I believe the golden key is the inquisitive nature which is innate in each of us. The golden key is the ability to ask questions. The golden key of questions is meant to unlock the door to the world of answers. “Seek, and you will find; knock, and it will be opened to you.” Our questions display two realities. First, that we long for answers to life’s questions because existence in the cave does not and can not satisfy. Secondly, the transcendent world from whence the shadows fall is intelligible and can be touched, tasted, seen, and heard if only we “have ears to hear.”
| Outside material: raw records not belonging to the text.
//! File-backed JSON storage for real devices.
//!
//! SYSTEM CONTEXT
//! ==============
//! On device, the key-value area maps to one small JSON file per key and the
//! board list to a single `whiteboards.json`, all under one app data
//! directory. Writes go through `std::fs` directly; the surrounding app is
//! single-threaded UI-driven, so there is no locking or write batching here.

#[cfg(test)]
#[path = "disk_test.rs"]
mod disk_test;

use std::fs;
use std::path::{Path, PathBuf};

use crate::storage::{BoardListStore, KeyValueStore, StorageError};
use crate::types::Whiteboard;

/// File name holding the serialized whiteboard list.
pub const BOARDS_FILE: &str = "whiteboards.json";

/// Directory name for this app under the platform data dir.
pub const DATA_DIR_NAME: &str = "boardstore";

/// Per-platform default data directory (e.g. `~/.local/share/boardstore`).
///
/// Returns `None` when the platform reports no data directory; callers pick
/// an explicit path in that case.
#[must_use]
pub fn default_data_dir() -> Option<PathBuf> {
    dirs::data_dir().map(|base| base.join(DATA_DIR_NAME))
}

/// Key-value store writing one `<key>.json` file per key.
#[derive(Debug)]
pub struct FileKeyValueStore {
    dir: PathBuf,
}

impl FileKeyValueStore {
    /// Create a store rooted at `dir`. The directory is created lazily on
    /// first write.
    #[must_use]
    pub fn new(dir: impl Into<PathBuf>) -> Self {
        Self { dir: dir.into() }
    }

    fn path_for(&self, key: &str) -> PathBuf {
        self.dir.join(format!("{key}.json"))
    }
}

impl KeyValueStore for FileKeyValueStore {
    fn get(&self, key: &str) -> Result<Option<String>, StorageError> {
        let path = self.path_for(key);
        if !path.exists() {
            return Ok(None);
        }
        Ok(Some(fs::read_to_string(path)?))
    }

    fn set(&mut self, key: &str, value: &str) -> Result<(), StorageError> {
        fs::create_dir_all(&self.dir)?;
        fs::write(self.path_for(key), value)?;
        Ok(())
    }

    fn remove(&mut self, key: &str) -> Result<(), StorageError> {
        let path = self.path_for(key);
        if path.exists() {
            fs::remove_file(path)?;
        }
        Ok(())
    }
}

/// Board-list store persisting the whole collection to one JSON file.
#[derive(Debug)]
pub struct FileBoardStore {
    path: PathBuf,
}

impl FileBoardStore {
    /// Create a store writing [`BOARDS_FILE`] under `dir`.
    #[must_use]
    pub fn new(dir: impl AsRef<Path>) -> Self {
        Self { path: dir.as_ref().join(BOARDS_FILE) }
    }
}

impl BoardListStore for FileBoardStore {
    fn load(&self) -> Result<Vec<Whiteboard>, StorageError> {
        if !self.path.exists() {
            return Ok(Vec::new());
        }
        let raw = fs::read_to_string(&self.path)?;
        if raw.trim().is_empty() {
            return Ok(Vec::new());
        }
        Ok(serde_json::from_str(&raw)?)
    }

    fn save(&mut self, boards: &[Whiteboard]) -> Result<(), StorageError> {
        if let Some(parent) = self.path.parent() {
            fs::create_dir_all(parent)?;
        }
        let raw = serde_json::to_string(boards)?;
        fs::write(&self.path, raw)?;
        Ok(())
    }
}
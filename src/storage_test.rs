use super::*;
use crate::types::Whiteboard;

// =============================================================
// MemoryKeyValueStore
// =============================================================

#[test]
fn kv_get_absent_is_none() {
    let store = MemoryKeyValueStore::new();
    assert_eq!(store.get("missing").unwrap(), None);
}

#[test]
fn kv_set_then_get() {
    let mut store = MemoryKeyValueStore::new();
    store.set("k", "v1").unwrap();
    assert_eq!(store.get("k").unwrap().as_deref(), Some("v1"));
}

#[test]
fn kv_set_replaces_previous_value() {
    let mut store = MemoryKeyValueStore::new();
    store.set("k", "v1").unwrap();
    store.set("k", "v2").unwrap();
    assert_eq!(store.get("k").unwrap().as_deref(), Some("v2"));
}

#[test]
fn kv_remove_deletes_entry() {
    let mut store = MemoryKeyValueStore::new();
    store.set("k", "v").unwrap();
    store.remove("k").unwrap();
    assert_eq!(store.get("k").unwrap(), None);
}

#[test]
fn kv_remove_absent_is_ok() {
    let mut store = MemoryKeyValueStore::new();
    assert!(store.remove("missing").is_ok());
}

#[test]
fn kv_contains_tracks_presence() {
    let mut store = MemoryKeyValueStore::new();
    assert!(!store.contains("k").unwrap());
    store.set("k", "v").unwrap();
    assert!(store.contains("k").unwrap());
}

// =============================================================
// MemoryBoardStore
// =============================================================

#[test]
fn board_store_starts_empty() {
    let store = MemoryBoardStore::new();
    assert!(store.load().unwrap().is_empty());
}

#[test]
fn board_store_save_then_load() {
    let mut store = MemoryBoardStore::new();
    let boards = vec![Whiteboard::new("A", "u1"), Whiteboard::new("B", "u1")];
    store.save(&boards).unwrap();

    let loaded = store.load().unwrap();
    assert_eq!(loaded.len(), 2);
    assert_eq!(loaded[0].id, boards[0].id);
    assert_eq!(loaded[1].id, boards[1].id);
}

#[test]
fn board_store_save_replaces_list() {
    let mut store = MemoryBoardStore::new();
    store.save(&[Whiteboard::new("A", "u1")]).unwrap();
    store.save(&[]).unwrap();
    assert!(store.load().unwrap().is_empty());
}
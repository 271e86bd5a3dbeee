//! Storage traits and in-memory implementations.
//!
//! DESIGN
//! ======
//! The store talks to two storage surfaces: a small key-value area for the
//! user record and the onboarding flag, and a dedicated board-list area that
//! persists the whole whiteboard collection in one shot. Both are traits so
//! the app can wire real device storage ([`crate::disk`]) while tests and
//! previews run on the in-memory variants below.
//!
//! ERROR HANDLING
//! ==============
//! Trait methods return `Result` because file-backed implementations can
//! fail; the in-memory ones never do. How failures are absorbed is the
//! store's policy, not the storage layer's.

#[cfg(test)]
#[path = "storage_test.rs"]
mod storage_test;

use std::collections::HashMap;

use crate::types::Whiteboard;

/// Error raised by a storage implementation.
#[derive(Debug, thiserror::Error)]
pub enum StorageError {
    /// Underlying file or directory operation failed.
    #[error("storage io error: {0}")]
    Io(#[from] std::io::Error),
    /// Stored bytes are not valid JSON for the expected shape.
    #[error("malformed stored record: {0}")]
    Malformed(#[from] serde_json::Error),
}

/// Key-value persistence for small session records.
///
/// Values are opaque strings; callers serialize to JSON before writing.
pub trait KeyValueStore {
    /// Read the value stored under `key`, or `None` if absent.
    ///
    /// # Errors
    ///
    /// Returns [`StorageError::Io`] if the backing medium cannot be read.
    fn get(&self, key: &str) -> Result<Option<String>, StorageError>;

    /// Write `value` under `key`, replacing any previous value.
    ///
    /// # Errors
    ///
    /// Returns [`StorageError::Io`] if the backing medium cannot be written.
    fn set(&mut self, key: &str, value: &str) -> Result<(), StorageError>;

    /// Delete the entry under `key`. Deleting an absent key is not an error.
    ///
    /// # Errors
    ///
    /// Returns [`StorageError::Io`] if the backing medium cannot be written.
    fn remove(&mut self, key: &str) -> Result<(), StorageError>;

    /// Whether an entry exists under `key`.
    ///
    /// # Errors
    ///
    /// Returns [`StorageError::Io`] if the backing medium cannot be read.
    fn contains(&self, key: &str) -> Result<bool, StorageError> {
        Ok(self.get(key)?.is_some())
    }
}

/// Whole-list persistence for the whiteboard collection.
pub trait BoardListStore {
    /// Load the stored board list. An empty medium yields an empty list.
    ///
    /// # Errors
    ///
    /// Returns [`StorageError`] if the medium cannot be read or decoded.
    fn load(&self) -> Result<Vec<Whiteboard>, StorageError>;

    /// Replace the stored board list with `boards`.
    ///
    /// # Errors
    ///
    /// Returns [`StorageError`] if the medium cannot be written.
    fn save(&mut self, boards: &[Whiteboard]) -> Result<(), StorageError>;
}

/// Infallible in-memory key-value store.
#[derive(Debug, Default)]
pub struct MemoryKeyValueStore {
    entries: HashMap<String, String>,
}

impl MemoryKeyValueStore {
    /// Create an empty store.
    #[must_use]
    pub fn new() -> Self {
        Self::default()
    }
}

impl KeyValueStore for MemoryKeyValueStore {
    fn get(&self, key: &str) -> Result<Option<String>, StorageError> {
        Ok(self.entries.get(key).cloned())
    }

    fn set(&mut self, key: &str, value: &str) -> Result<(), StorageError> {
        self.entries.insert(key.to_owned(), value.to_owned());
        Ok(())
    }

    fn remove(&mut self, key: &str) -> Result<(), StorageError> {
        self.entries.remove(key);
        Ok(())
    }
}

/// Infallible in-memory board-list store.
#[derive(Debug, Default)]
pub struct MemoryBoardStore {
    boards: Vec<Whiteboard>,
}

impl MemoryBoardStore {
    /// Create an empty store.
    #[must_use]
    pub fn new() -> Self {
        Self::default()
    }
}

impl BoardListStore for MemoryBoardStore {
    fn load(&self) -> Result<Vec<Whiteboard>, StorageError> {
        Ok(self.boards.clone())
    }

    fn save(&mut self, boards: &[Whiteboard]) -> Result<(), StorageError> {
        self.boards = boards.to_vec();
        Ok(())
    }
}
Our goal as classical educators is to illuminate the true fairytale that is the human life. We are calling our students to something more than merely watching the shadows bounce along the walls of the cave. We are calling our students to the country from whence the shadows fall. Leave space for questions. Do not simply leave space, but encourage questions. Become masters of interpreting each question, even seemingly inane ones. The modern world has made the cave quite comfortable while the shadows are appearing increasingly distorted. Our students’ questions are the still small voice, the golden key, which can lead them to the country from whence the shadows fall.